Food Science and Technology
Wild fish consumption can balance nutrient retention in farmed fish
D. F. Willer, R. Newton, et al.
This study conducted by David F. Willer and colleagues delves into the nutrient retention efficiency in salmon farming, highlighting the impact of using wild fish as aquafeeds. Discover how reallocating wild feed fish could boost seafood production while optimizing marine resources for human consumption.
~3 min • Beginner • English
Introduction
Global seafood demand is rising and aquaculture is expected to contribute substantially to supply and to alleviating micronutrient deficiencies. While freshwater aquaculture supports food security, demand for marine-fed carnivorous species like Atlantic salmon continues to grow, particularly among affluent consumers. Salmon efficiently converts feed to food but relies heavily on finite marine ingredients (fishmeal and fish oil), now largely consumed by aquaculture. As many wild fish species used in salmon feeds (for example, herring, mackerel) are also edible, feeding them to salmon may reduce the total nutritious seafood available to people.
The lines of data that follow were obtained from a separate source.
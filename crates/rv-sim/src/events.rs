//! Terminal events monitored during integration.
//!
//! An event is a scalar function `g(t, y)`; it fires when `g` reaches zero
//! inside an accepted step in the requested direction. Crossing rules:
//!
//! ```text
//! rising:  g_old <= 0 && g_new >= 0
//! falling: g_old >= 0 && g_new <= 0
//! any:     rising || falling
//! ```
//!
//! A value that merely touches zero at the start of a step and then moves
//! away in the other direction does not fire a one-sided event.

use nalgebra::DVector;
use serde::Serialize;
use std::fmt;

#[derive(Clone, Copy, Debug, PartialEq, Eq, Serialize)]
#[serde(rename_all = "snake_case")]
pub enum Direction {
    Any,
    Rising,
    Falling,
}

type EventFn = Box<dyn Fn(f64, &DVector<f64>) -> f64 + Send + Sync>;

/// Terminal event: integration stops at the first located zero.
pub struct Event {
    name: String,
    direction: Direction,
    function: EventFn,
}

impl Event {
    pub fn new<F>(name: impl Into<String>, direction: Direction, function: F) -> Self
    where
        F: Fn(f64, &DVector<f64>) -> f64 + Send + Sync + 'static,
    {
        Self {
            name: name.into(),
            direction,
            function: Box::new(function),
        }
    }

    pub fn name(&self) -> &str {
        &self.name
    }

    pub fn direction(&self) -> Direction {
        self.direction
    }

    pub fn value(&self, t: f64, y: &DVector<f64>) -> f64 {
        (self.function)(t, y)
    }

    /// Whether the step from `g_old` to `g_new` crosses zero in this
    /// event's direction.
    pub fn triggered(&self, g_old: f64, g_new: f64) -> bool {
        let rising = g_old <= 0.0 && g_new >= 0.0;
        let falling = g_old >= 0.0 && g_new <= 0.0;
        match self.direction {
            Direction::Any => rising || falling,
            Direction::Rising => rising,
            Direction::Falling => falling,
        }
    }
}

impl fmt::Debug for Event {
    fn fmt(&self, f: &mut fmt::Formatter<'_>) -> fmt::Result {
        f.debug_struct("Event")
            .field("name", &self.name)
            .field("direction", &self.direction)
            .finish_non_exhaustive()
    }
}

/// A located event.
#[derive(Clone, Debug, PartialEq)]
pub struct EventHit {
    /// Position of the event in the list handed to the integrator.
    pub index: usize,
    pub name: String,
    pub t: f64,
    pub y: DVector<f64>,
}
Prior metrics such as FIFO and FFDR assess dependence on wild fish but do not capture micronutrient retention to humans. This study asks: how effectively are key dietary micronutrients in edible feed fish retained in farmed salmon for human consumption, and what reallocation scenarios could improve overall nutritious seafood supply?
Literature Review
The paper situates its work within assessments of feed efficiency in aquaculture, including FIFO, FFDR, and economic allocation approaches (eFIFO) that avoid double-counting and highlight fish oil as a limiting ingredient. Prior research shows increasing aquaculture dependence on marine ingredients (around 70% consumed by aquaculture) and declining inclusion rates of fish oil leading to lower omega-3 in farmed salmon. Metrics such as marine nutrient dependency ratio assess macronutrient conversion but overlook species-specific micronutrient flows. The authors identify a gap in quantifying edible micronutrient retention from wild feed fish to farmed salmon available for human diets and propose an edible nutrient retention metric to address this.
Methodology
Design: A mass-balance assessment of edible nutrient retention from edible, commercially marketed (ECM) feed fish to Norwegian farmed Atlantic salmon in 2020, plus simulations reallocating ECM feed fish to direct human consumption while maintaining salmon production.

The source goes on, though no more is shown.